Константин Сергеевич остановился, словно уступал Поповой дорогу.
— Приду. Будьте осторожны! — ответил он и свернул к себе на Буденновскую улицу.
«Иван Тарасович здесь. Отыскался след Тарасов… Это чудесно! Хозяин района на месте — значит, заработаем по-настоящему!» — думал он.
VIII
Константин Сергеевич заранее подготовил всё и попросил разрешения у Контенбрука не являться во вторник на службу: Заслонов еще не имел ни одного выходного дня.
Шеф охотно отпустил его.
Во вторник ранним утром Заслонов пошел в Дрыбино.

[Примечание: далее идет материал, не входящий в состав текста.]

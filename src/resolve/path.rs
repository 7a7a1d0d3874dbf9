use crate::host::MapHost;
use crate::host::layer::PathLayer;
use crate::resolve::session::{OmitReason, Resolved, ResolvedPath};
use crate::resolve::viewport::ExportViewport;

/// Project a path's vertices into raster space.
///
/// The whole path is kept as soon as one vertex passes [`Canvas::admits_path_vertex`];
/// otherwise it is dropped.
///
/// [`Canvas::admits_path_vertex`]: crate::foundation::core::Canvas::admits_path_vertex
pub fn resolve_path(
    path: &PathLayer,
    host: &dyn MapHost,
    viewport: &ExportViewport,
) -> Resolved<ResolvedPath> {
    let points: Vec<_> = path
        .vertices()
        .into_iter()
        .map(|ll| viewport.to_local(host.project(ll)))
        .collect();
    if !points.iter().any(|&p| viewport.canvas.admits_path_vertex(p)) {
        return Resolved::Omitted(OmitReason::OutOfBounds);
    }
    Resolved::Ready(ResolvedPath {
        points,
        closed: path.style.fill,
        style: path.style.clone(),
    })
}

#[cfg(test)]
#[path = "../../tests/unit/resolve/path.rs"]
mod tests;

Каждый день кто-либо из оршанских железнодорожников уходил в деревню за продуктами, и немецкие постовые уже привыкли к этому. Часовой издалека смотрел на удостоверение личности с фашистскими печатями и спрашивал:
— Кольхоз, я?
— Я, я, — ответил и Константин Сергеевич, проходя мимо.

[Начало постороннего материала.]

use std::collections::BTreeMap;

use super::*;
use crate::foundation::core::{Canvas, LatLng, LayerId, PixelBounds, TileKey};
use crate::host::layer::{CircleLayer, Layer};
use crate::host::style::PathStyle;
use crate::resolve::session::{ResolvedMarker, ResolvedTileImage, ResolvedTileLayer};
use crate::resolve::viewport::ExportViewport;

struct PlaneHost;

impl MapHost for PlaneHost {
    fn size(&self) -> Canvas {
        Canvas::new(100, 100)
    }
    fn pixel_bounds(&self) -> PixelBounds {
        PixelBounds::new(Point::new(0.0, 0.0), Point::new(100.0, 100.0))
    }
    fn zoom(&self) -> f64 {
        0.0
    }
    fn project(&self, at: LatLng) -> Point {
        Point::new(at.lng, at.lat)
    }
    fn layers(&self) -> Vec<MapExportResult<Layer>> {
        Vec::new()
    }
}

fn session() -> ExportSession {
    ExportSession::new(
        ExportViewport {
            canvas: Canvas::new(100, 100),
            bounds: PixelBounds::new(Point::new(0.0, 0.0), Point::new(100.0, 100.0)),
        },
        0.0,
    )
}

fn solid(w: u32, h: u32, rgba: [u8; 4]) -> DecodedImage {
    let data = rgba.repeat((w * h) as usize);
    DecodedImage::from_premul(w, h, data).unwrap()
}

fn tile_layer(tiles: Vec<(TileKey, ResolvedTileImage)>) -> ResolvedTileLayer {
    ResolvedTileLayer {
        id: LayerId(1),
        tile_size: 2,
        effective_zoom: 0.0,
        scale_factor: 1.0,
        tiles: tiles.into_iter().collect::<BTreeMap<_, _>>(),
    }
}

#[test]
fn empty_session_is_transparent_or_clear_color() {
    let frame = composite(&session(), &PlaneHost, &ExportOpts::default()).unwrap();
    assert_eq!((frame.width, frame.height), (100, 100));
    assert_eq!(frame.data.len(), 100 * 100 * 4);
    assert!(frame.premultiplied);
    assert_eq!(frame.pixel(50, 50), Some([0, 0, 0, 0]));

    let opts = ExportOpts::default().with_clear_rgba(Some([255, 255, 255, 255]));
    let frame = composite(&session(), &PlaneHost, &opts).unwrap();
    assert_eq!(frame.pixel(0, 0), Some([255, 255, 255, 255]));
    assert_eq!(frame.pixel(99, 99), Some([255, 255, 255, 255]));
}

#[test]
fn tiles_are_scaled_to_draw_size_with_opacity() {
    let mut s = session();
    s.register_tile_layer(
        tile_layer(vec![
            (
                TileKey { row: 0, col: 0 },
                ResolvedTileImage {
                    image: solid(2, 2, [255, 0, 0, 255]),
                    position: Point::new(4.0, 4.0),
                    draw_size: 8.0,
                    opacity: 1.0,
                },
            ),
            (
                TileKey { row: 0, col: 1 },
                ResolvedTileImage {
                    image: solid(2, 2, [0, 255, 0, 255]),
                    position: Point::new(40.0, 40.0),
                    draw_size: 2.0,
                    opacity: 0.5,
                },
            ),
        ]),
        2,
    );
    let frame = composite(&s, &PlaneHost, &ExportOpts::default()).unwrap();
    assert_eq!(frame.pixel(10, 10), Some([255, 0, 0, 255]));
    assert_eq!(frame.pixel(2, 2), Some([0, 0, 0, 0]));
    assert_eq!(frame.pixel(13, 13), Some([0, 0, 0, 0]));
    let [_, g, _, a] = frame.pixel(41, 41).unwrap();
    assert!((120..=135).contains(&a) && g == a, "half-opaque tile got alpha {a}");
}

#[test]
fn markers_draw_over_paths() {
    let mut s = session();
    s.register_path(
        LayerId(2),
        ResolvedPath {
            points: vec![
                Point::new(0.0, 0.0),
                Point::new(50.0, 0.0),
                Point::new(50.0, 50.0),
                Point::new(0.0, 50.0),
            ],
            closed: true,
            style: PathStyle {
                fill_color: Some("#0000ff".to_owned()),
                fill_opacity: 1.0,
                stroke: false,
                ..PathStyle::filled()
            },
        },
    );
    s.register_marker(
        LayerId(1),
        ResolvedMarker {
            image: solid(4, 4, [255, 0, 0, 255]),
            position: Point::new(10.0, 10.0),
        },
    );
    let frame = composite(&s, &PlaneHost, &ExportOpts::default()).unwrap();
    assert_eq!(frame.pixel(11, 11), Some([255, 0, 0, 255]));
    assert_eq!(frame.pixel(30, 30), Some([0, 0, 255, 255]));
    assert_eq!(frame.pixel(70, 70), Some([0, 0, 0, 0]));
}

#[test]
fn elliptical_circle_does_not_leak_scale_into_later_circles() {
    let solid_fill = PathStyle {
        stroke: false,
        fill_opacity: 1.0,
        fill_color: Some("#000000".to_owned()),
        ..PathStyle::filled()
    };
    let mut s = session();
    s.register_circle(
        LayerId(1),
        CircleLayer {
            lat_lng: LatLng::new(50.0, 50.0),
            radius_px: Some(10.0),
            radius_y_px: Some(20.0),
            radius: 10.0,
            style: solid_fill.clone(),
        },
    );
    s.register_circle(
        LayerId(2),
        CircleLayer {
            style: solid_fill,
            ..CircleLayer::new(LatLng::new(20.0, 20.0), 5.0)
        },
    );
    let frame = composite(&s, &PlaneHost, &ExportOpts::default()).unwrap();

    assert_eq!(frame.pixel(50, 35).unwrap()[3], 255);
    assert_eq!(frame.pixel(50, 65).unwrap()[3], 255);
    assert_eq!(frame.pixel(65, 50).unwrap()[3], 0);

    assert_eq!(frame.pixel(20, 20).unwrap()[3], 255);
    assert_eq!(frame.pixel(20, 28).unwrap()[3], 0);
    assert_eq!(frame.pixel(20, 12).unwrap()[3], 0);
}

#[test]
fn empty_circles_are_skipped() {
    let mut s = session();
    s.register_circle(
        LayerId(1),
        CircleLayer {
            radius_px: Some(0.0),
            ..CircleLayer::new(LatLng::new(50.0, 50.0), 5.0)
        },
    );
    let frame = composite(&s, &PlaneHost, &ExportOpts::default()).unwrap();
    assert!(frame.data.iter().all(|&b| b == 0));
}

#[test]
fn outline_closes_only_filled_paths() {
    let mut path = ResolvedPath {
        points: vec![Point::new(0.0, 0.0), Point::new(1.0, 0.0)],
        closed: false,
        style: PathStyle::default(),
    };
    assert_eq!(path_outline(&path).unwrap().elements().len(), 2);
    path.closed = true;
    assert_eq!(path_outline(&path).unwrap().elements().len(), 3);
    path.points.clear();
    assert!(path_outline(&path).is_none());
}

#[test]
fn undrawable_marker_image_is_skipped_not_fatal() {
    let mut s = session();
    s.register_marker(
        LayerId(1),
        ResolvedMarker {
            image: solid(70_000, 1, [0, 0, 255, 255]),
            position: Point::new(0.0, 0.0),
        },
    );
    s.register_marker(
        LayerId(2),
        ResolvedMarker {
            image: solid(4, 4, [255, 0, 0, 255]),
            position: Point::new(10.0, 10.0),
        },
    );
    let frame = composite(&s, &PlaneHost, &ExportOpts::default()).unwrap();
    assert_eq!(frame.pixel(0, 0), Some([0, 0, 0, 0]));
    assert_eq!(frame.pixel(11, 11), Some([255, 0, 0, 255]));
}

Заслонов встретил секретаря райкома на улице, еще не доходя до хаты Куприяновича. Ларионов возвращался домой. Был он в коротком кожушке и валенках.
В первую секунду Иван Тарасович не узнал Заслонова, но, когда Константин Сергеевич окликнул, секретарь райкома бросился к нему:
— Товарищ Заслонов, здравствуйте, дорогой! — жал он руку Константину Сергеевичу, вглядываясь в него. — Представьте, я вас не узнал: борода сильно меняет лицо. Ну, пойдемте, пойдемте, поговорим!
И они направились к Куприяновичу.
Старик-железнодорожник жил вдвоем с женой. Дочери выросли и разлетелись в разные стороны, сын служил в Красной Армии.
Увидя ТЧ, Куприянович не знал, как и принять дорогого гостя. Он уже дал команду жене — жарить яичницу, но Константин Сергеевич взмолился:
— Антон Куприянович, позвольте нам сначала поговорить, а потом уж и за стол можно!
— Ну, ладно. Женка, пойдем, не будем мешать!
И хозяева вышли из хаты, оставив гостей одних.
Заслонов рассказал Ивану Тарасовичу о переходе линии фронта, о пути из Москвы к Орше, о том, как население везде помогало заслоновцам.
— Во всякой работе самое главное — народ. Разве мог бы я жить и действовать тут, если бы на каждом шагу не чувствовал народной поддержки и помощи? — сказал секретарь райкома, внимательно слушавший рассказ. — А что же, товарищ Заслонов, вы намечаете делать в ближайшее время?
— Пока подбираем людей. Чутеньки осмотримся, пусть к нам привыкнут, а тогда дадим фашистам копоти!
— Правильно. Диверсии на железной дороге — наша самая лучшая помощь Красной Армии. Фашисты рвутся к Москве, — надо сорвать подвоз их подкреплений.
— Сделаем. Будут помнить Оршу!
— А как относятся к вам те рабочие, которые не знают о том, что вы вернулись сюда с определенной целью?
— Плохо, — улыбнулся Заслонов. — Считают меня предателем… Но это нам на руку…
— Конечно, чем меньше у фашистов будет подозрений, тем лучше. Зима нынче ожидается лютая, — так говорят все старики. Постарайтесь возможно дольше продержаться в Орше!